When she gave evidence, Stone told the jury she had been enjoying a "really nice" day until police banged on her door and told her they believed Liverpool and Bradshaw had been planning to rob her. It got worse when they returned later and told her that, actually, the pair had been planning to kill her.
The two refused to reveal their motivation. They did not appear to be fixated on Stone, and they did not even have copies of her CDs. Detectives have not ruled out others may have been involved.
Liverpool has previous convictions for assault and having bladed articles or knives in public places. In 2010 he was given a community sentence with a mental health requirement. Bradshaw has an IQ level often associated with a learning disability and has been diagnosed with schizophrenia. He has been jailed 11 times for persistently breaching a court order after being convicted of exposing himself on the steps of Leeds town hall in 2006. After he was found sleeping rough in London and appearing at the Old Bailey, he was given a hospital order, and cared for in a mental health unit in Manchester between June 2009 and April 2010. On his discharge he went to stay with Liverpool, and stopped taking his medication.
By January 2011, police believe, the conspiracy plot was hatched. The pair had no computer at the flat. Instead Liverpool used a computer at his local library to research various artists, from Girls Aloud to Beyoncé, Dizzee Rascal and Eminem, before they fixed on Stone.
Texts to contacts in Manchester found by the police showed Liverpool had tried to source semi-automatic guns, silencer and night-vision kit. Bradshaw's fingerprints were not found on any of the weapons nor could any text messages or notes relating to the plot be attributed to him directly. He told the jury he had not even heard of Joss Stone before he was arrested and was just on a "day out".

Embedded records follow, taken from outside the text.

use std::path::PathBuf;

use anyhow::{Context, Result};
use clap::{Parser, Subcommand};

#[derive(Parser)]
#[command(name = "tally", about = "Tally attendance daemon CLI")]
struct Cli {
    /// Base URL of the tallyd HTTP API.
    #[arg(long, default_value = "http://127.0.0.1:8000")]
    api: String,

    #[command(subcommand)]
    command: Commands,
}

#[derive(Subcommand)]
enum Commands {
    /// Show daemon status
    Status,
    /// Show recently accepted attendance events
    Recent,
    /// Download the attendance log as CSV
    Export {
        /// Output file
        #[arg(short, long, default_value = "attendance_log.csv")]
        output: PathBuf,
    },
    /// List enrolled identities
    List,
    /// Enroll or update an identity
    Enroll {
        /// Stable identity id (e.g., an employee code)
        #[arg(long)]
        id: String,
        /// Display name
        #[arg(long)]
        name: String,
        /// JSON file containing the encoding as an array of floats
        #[arg(long)]
        encoding_file: PathBuf,
    },
    /// Remove an enrolled identity
    Remove {
        /// Identity id to remove
        id: String,
    },
    /// Reload identity encodings from the store
    Reload,
}

#[tokio::main]
async fn main() -> Result<()> {
    let cli = Cli::parse();
    let client = reqwest::Client::new();
    let api = cli.api.trim_end_matches('/');

    match cli.command {
        Commands::Status => {
            print_json(get(&client, &format!("{api}/api/health")).await?)?;
        }
        Commands::Recent => {
            print_json(get(&client, &format!("{api}/api/attendance/recent")).await?)?;
        }
        Commands::Export { output } => {
            let bytes = client
                .get(format!("{api}/api/attendance/export"))
                .send()
                .await?
                .error_for_status()?
                .bytes()
                .await?;
            std::fs::write(&output, &bytes)
                .with_context(|| format!("writing {}", output.display()))?;
            println!("wrote {}", output.display());
        }
        Commands::List => {
            print_json(get(&client, &format!("{api}/api/employees")).await?)?;
        }
        Commands::Enroll {
            id,
            name,
            encoding_file,
        } => {
            let raw = std::fs::read_to_string(&encoding_file)
                .with_context(|| format!("reading {}", encoding_file.display()))?;
            let encoding: Vec<f32> = serde_json::from_str(&raw)
                .context("encoding file must be a JSON array of numbers")?;
            let body = serde_json::json!({
                "id": id,
                "display_name": name,
                "encoding": encoding,
            });
            let response: serde_json::Value = client
                .post(format!("{api}/api/employees"))
                .json(&body)
                .send()
                .await?
                .error_for_status()?
                .json()
                .await?;
            print_json(response)?;
        }
        Commands::Remove { id } => {
            let response: serde_json::Value = client
                .delete(format!("{api}/api/employees/{id}"))
                .send()
                .await?
                .error_for_status()?
                .json()
                .await?;
            print_json(response)?;
        }
        Commands::Reload => {
            let response: serde_json::Value = client
                .post(format!("{api}/api/employees/reload"))
                .send()
                .await?
                .error_for_status()?
                .json()
                .await?;
            print_json(response)?;
        }
    }

    Ok(())
}

async fn get(client: &reqwest::Client, url: &str) -> Result<serde_json::Value> {
    Ok(client
        .get(url)
        .send()
        .await?
        .error_for_status()?
        .json()
        .await?)
}

fn print_json(value: serde_json::Value) -> Result<()> {
    println!("{}", serde_json::to_string_pretty(&value)?);
    Ok(())
}
//! HTTP admin API.
//!
//! Endpoints:
//! - GET    /api/health               - daemon status
//! - GET    /api/attendance           - all durable records
//! - GET    /api/attendance/recent    - in-memory recent-events buffer
//! - GET    /api/attendance/export    - CSV download of the durable log
//! - GET    /api/employees            - enrolled identities (no encodings)
//! - POST   /api/employees            - enroll or update an identity
//! - DELETE /api/employees/{id}       - remove an identity
//! - POST   /api/employees/reload     - reload encodings from the store

use std::sync::Arc;

use axum::extract::{Path, State};
use axum::http::{header, StatusCode};
use axum::response::{IntoResponse, Response};
use axum::routing::{delete, get, post};
use axum::{Json, Router};
use chrono::{DateTime, Utc};
use serde::{Deserialize, Serialize};
use tally_core::{AttendanceEvent, AttendancePipeline, Encoding, EncodingRepository, Identity};

use crate::mqtt::TransportStatus;
use crate::sink::SqliteEventSink;
use crate::store::IdentityStore;

#[derive(Clone)]
pub struct AppState {
    pub pipeline: Arc<AttendancePipeline<SqliteEventSink>>,
    pub repository: Arc<EncodingRepository>,
    pub store: Arc<IdentityStore>,
    pub sink: SqliteEventSink,
    pub transport: Arc<TransportStatus>,
    pub db_path: String,
}

pub fn router(state: AppState) -> Router {
    Router::new()
        .route("/api/health", get(health))
        .route("/api/attendance", get(list_attendance))
        .route("/api/attendance/recent", get(recent_attendance))
        .route("/api/attendance/export", get(export_attendance))
        .route("/api/employees", get(list_employees).post(enroll_employee))
        .route("/api/employees/{id}", delete(remove_employee))
        .route("/api/employees/reload", post(reload_encodings))
        .with_state(state)
}

pub async fn serve(addr: &str, state: AppState) -> anyhow::Result<()> {
    let listener = tokio::net::TcpListener::bind(addr).await?;
    tracing::info!(addr, "http api listening");
    axum::serve(listener, router(state)).await?;
    Ok(())
}

/// JSON error body shaped like `{"detail": "..."}`.
struct ApiError {
    status: StatusCode,
    detail: String,
}

impl ApiError {
    fn not_found(detail: impl Into<String>) -> Self {
        Self {
            status: StatusCode::NOT_FOUND,
            detail: detail.into(),
        }
    }

    fn unprocessable(detail: impl Into<String>) -> Self {
        Self {
            status: StatusCode::UNPROCESSABLE_ENTITY,
            detail: detail.into(),
        }
    }

    fn unavailable(detail: impl Into<String>) -> Self {
        Self {
            status: StatusCode::SERVICE_UNAVAILABLE,
            detail: detail.into(),
        }
    }

    fn internal(err: impl std::fmt::Display) -> Self {
        Self {
            status: StatusCode::INTERNAL_SERVER_ERROR,
            detail: err.to_string(),
        }
    }
}

impl IntoResponse for ApiError {
    fn into_response(self) -> Response {
        let body = serde_json::json!({ "detail": self.detail });
        (self.status, Json(body)).into_response()
    }
}

#[derive(Serialize)]
struct HealthResponse {
    status: &'static str,
    mqtt_connected: bool,
    identities_loaded: usize,
    last_detection: Option<DateTime<Utc>>,
    db_path: String,
}

async fn health(State(state): State<AppState>) -> Json<HealthResponse> {
    Json(HealthResponse {
        status: "ok",
        mqtt_connected: state.transport.is_connected(),
        identities_loaded: state.repository.len(),
        last_detection: state.pipeline.last_detection(),
        db_path: state.db_path.clone(),
    })
}

#[derive(Serialize)]
struct AttendanceList {
    total: usize,
    records: Vec<AttendanceEvent>,
}

async fn list_attendance(
    State(state): State<AppState>,
) -> Result<Json<AttendanceList>, ApiError> {
    let records = state.sink.read_all().await.map_err(ApiError::internal)?;
    Ok(Json(AttendanceList {
        total: records.len(),
        records,
    }))
}

async fn recent_attendance(State(state): State<AppState>) -> Json<AttendanceList> {
    let records = state.pipeline.recent_events();
    Json(AttendanceList {
        total: records.len(),
        records,
    })
}

async fn export_attendance(State(state): State<AppState>) -> Result<Response, ApiError> {
    let records = state.sink.read_all().await.map_err(ApiError::internal)?;
    let csv = records_to_csv(&records);
    Ok((
        [
            (header::CONTENT_TYPE, "text/csv; charset=utf-8"),
            (
                header::CONTENT_DISPOSITION,
                "attachment; filename=\"attendance_log.csv\"",
            ),
        ],
        csv,
    )
        .into_response())
}

#[derive(Serialize)]
struct EmployeeEntry {
    id: String,
    display_name: String,
}

#[derive(Serialize)]
struct EmployeeList {
    total: usize,
    employees: Vec<EmployeeEntry>,
}

async fn list_employees(State(state): State<AppState>) -> Json<EmployeeList> {
    let snapshot = state.repository.snapshot();
    let employees: Vec<_> = snapshot
        .identities()
        .map(|identity| EmployeeEntry {
            id: identity.id.clone(),
            display_name: identity.display_name.clone(),
        })
        .collect();
    Json(EmployeeList {
        total: employees.len(),
        employees,
    })
}

#[derive(Deserialize)]
struct EnrollRequest {
    id: String,
    display_name: String,
    encoding: Vec<f32>,
}

async fn enroll_employee(
    State(state): State<AppState>,
    Json(req): Json<EnrollRequest>,
) -> Result<(StatusCode, Json<serde_json::Value>), ApiError> {
    let expected = state.repository.dim();
    if req.encoding.len() != expected {
        return Err(ApiError::unprocessable(format!(
            "encoding must have {expected} components, got {}",
            req.encoding.len()
        )));
    }

    let identity = Identity {
        id: req.id,
        display_name: req.display_name,
        encoding: Encoding::new(req.encoding),
    };
    state
        .store
        .upsert(&identity)
        .await
        .map_err(ApiError::internal)?;
    state.repository.upsert(identity.clone());
    tracing::info!(id = %identity.id, name = %identity.display_name, "identity enrolled");

    Ok((
        StatusCode::CREATED,
        Json(serde_json::json!({ "success": true, "id": identity.id })),
    ))
}

async fn remove_employee(
    State(state): State<AppState>,
    Path(id): Path<String>,
) -> Result<Json<serde_json::Value>, ApiError> {
    let in_store = state.store.delete(&id).await.map_err(ApiError::internal)?;
    let in_repo = state.repository.remove(&id);
    state.pipeline.forget_identity(&id);

    if !in_store && !in_repo {
        return Err(ApiError::not_found(format!("identity '{id}' not found")));
    }
    tracing::info!(id = %id, "identity removed");
    Ok(Json(serde_json::json!({ "success": true, "id": id })))
}

async fn reload_encodings(
    State(state): State<AppState>,
) -> Result<Json<serde_json::Value>, ApiError> {
    let identities = state
        .store
        .list_all(state.repository.dim())
        .await
        .map_err(|err| ApiError::unavailable(err.to_string()))?;
    let loaded = identities.len();
    state.repository.load(identities);
    Ok(Json(serde_json::json!({ "success": true, "loaded": loaded })))
}

fn records_to_csv(records: &[AttendanceEvent]) -> String {
    let mut out = String::from("sr_no,identity_id,display_name,date,time,confidence\n");
    for (i, record) in records.iter().enumerate() {
        let date = record.recorded_at.format("%Y-%m-%d");
        let time = record.recorded_at.format("%H:%M:%S");
        out.push_str(&format!(
            "{},{},{},{},{},{:.2}\n",
            i + 1,
            csv_field(&record.identity_id),
            csv_field(&record.display_name),
            date,
            time,
            record.confidence,
        ));
    }
    out
}

/// Quote a field if it contains a comma, quote or newline.
fn csv_field(raw: &str) -> String {
    if raw.contains([',', '"', '\n']) {
        format!("\"{}\"", raw.replace('"', "\"\""))
    } else {
        raw.to_string()
    }
}

#[cfg(test)]
mod tests {
    use super::*;

    fn event(id: &str, name: &str, secs: i64, confidence: f32) -> AttendanceEvent {
        AttendanceEvent {
            identity_id: id.into(),
            display_name: name.into(),
            recorded_at: DateTime::from_timestamp(1_700_000_000 + secs, 0).unwrap(),
            confidence,
        }
    }

    #[test]
    fn test_csv_has_header_and_rows() {
        let csv = records_to_csv(&[
            event("e1", "Ada Lovelace", 0, 98.5),
            event("e2", "Grace Hopper", 60, 91.25),
        ]);
        let lines: Vec<_> = csv.lines().collect();
        assert_eq!(lines.len(), 3);
        assert_eq!(lines[0], "sr_no,identity_id,display_name,date,time,confidence");
        assert!(lines[1].starts_with("1,e1,Ada Lovelace,2023-11-14,"));
        assert!(lines[1].ends_with(",98.50"));
        assert!(lines[2].starts_with("2,e2,Grace Hopper,"));
    }

    #[test]
    fn test_csv_quotes_awkward_names() {
        let csv = records_to_csv(&[event("e1", "Doe, Jane \"JD\"", 0, 80.0)]);
        assert!(csv.contains("\"Doe, Jane \"\"JD\"\"\""));
    }

    #[test]
    fn test_csv_empty_log_is_header_only() {
        let csv = records_to_csv(&[]);
        assert_eq!(csv.lines().count(), 1);
    }
}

Sentencing Liverpool the judge said it was clear he had been planning to rob someone of what he "hoped would be in excess of £1m". He had chosen Stone as a "random target" because he thought she was wealthy and assumed "she was a friend of the royal family" and would be able to give them that sort of amount.
He said Liverpool had recruited Bradshaw into the scheme. "It may have been … 'a crazy scheme from a crazy person and must be likely to fail' but when you decided to travel from Manchester to Devon you intended to carry it out," he said. He was considering a hybrid sentence for Bradshaw, meaning he would receive a custodial sentence but would most likely serve it in a secure psychiatric unit.
Stone lived among the community where she ran an "open house" to which neighbours were encouraged to pop in. She told the court she did not have a proper lock on her door or set her alarm. "But I do now," she added.
In a statement after the verdicts, she said: "I am relieved the trial is now over and that these men are no longer in a position to cause harm to anyone".